Among the entries below, how many lines include "filename"? Give the number alone.

→ **LISTED RECORDS**:
· · · · ·

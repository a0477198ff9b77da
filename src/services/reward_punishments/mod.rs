pub mod list;
pub mod manage;

use actix_web::{HttpRequest, HttpResponse, Result as ActixResult};

use crate::models::reward_punishments::requests::{
    CreateRewardPunishmentRequest, RewardPunishmentListParams, RewardPunishmentStatisticsParams,
    UpdateRewardPunishmentRequest,
};

define_service!(RewardPunishmentService);

impl RewardPunishmentService {
    pub async fn list_records(
        &self,
        query: RewardPunishmentListParams,
        request: &HttpRequest,
    ) -> ActixResult<HttpResponse> {
        list::list_records(self, query, request).await
    }

    pub async fn get_record(
        &self,
        record_id: i64,
        request: &HttpRequest,
    ) -> ActixResult<HttpResponse> {
        list::get_record(self, record_id, request).await
    }

    // 某学生的全部奖惩
    pub async fn student_records(
        &self,
        student_id: i64,
        request: &HttpRequest,
    ) -> ActixResult<HttpResponse> {
        list::student_records(self, student_id, request).await
    }

    pub async fn statistics(
        &self,
        query: RewardPunishmentStatisticsParams,
        request: &HttpRequest,
    ) -> ActixResult<HttpResponse> {
        list::statistics(self, query, request).await
    }

    pub async fn list_categories(&self, request: &HttpRequest) -> ActixResult<HttpResponse> {
        list::list_categories(self, request).await
    }

    pub async fn create_record(
        &self,
        record: CreateRewardPunishmentRequest,
        request: &HttpRequest,
    ) -> ActixResult<HttpResponse> {
        manage::create_record(self, record, request).await
    }

    pub async fn update_record(
        &self,
        record_id: i64,
        update: UpdateRewardPunishmentRequest,
        request: &HttpRequest,
    ) -> ActixResult<HttpResponse> {
        manage::update_record(self, record_id, update, request).await
    }

    pub async fn delete_record(
        &self,
        record_id: i64,
        request: &HttpRequest,
    ) -> ActixResult<HttpResponse> {
        manage::delete_record(self, record_id, request).await
    }
}
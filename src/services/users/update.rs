use actix_web::{HttpRequest, HttpResponse, Result as ActixResult};

use super::UserService;
use super::create::check_profile_fields;
use crate::models::{ApiResponse, ErrorCode, users::requests::UpdateUserRequest};
use crate::services::{bad_request, invalidate_principals, not_found, storage_error};

pub async fn update_user(
    service: &UserService,
    user_id: i64,
    update_data: UpdateUserRequest,
    request: &HttpRequest,
) -> ActixResult<HttpResponse> {
    if let Err((code, msg)) = check_profile_fields(
        update_data.email.as_deref(),
        update_data.real_name.as_deref(),
        update_data.phone.as_deref(),
    ) {
        return Ok(bad_request(code, msg));
    }

    let storage = service.get_storage(request)?;
    let touches_authority = update_data.status.is_some() || update_data.role_ids.is_some();

    match storage.update_user(user_id, update_data).await {
        Ok(Some(_)) => {
            if touches_authority {
                invalidate_principals(request).await;
            }
            match storage.get_user_with_roles(user_id).await {
                Ok(Some(user)) => {
                    Ok(HttpResponse::Ok().json(ApiResponse::success(user, "用户更新成功")))
                }
                _ => Ok(HttpResponse::Ok().json(ApiResponse::success_empty("用户更新成功"))),
            }
        }
        Ok(None) => Ok(not_found(ErrorCode::UserNotFound, "用户不存在")),
        Err(e) => Ok(storage_error(
            e,
            ErrorCode::RoleNotFound,
            ErrorCode::UserAlreadyExists,
            "更新用户失败",
        )),
    }
}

· · · · ·

→ **OUTPUT OF THE TASK**: 2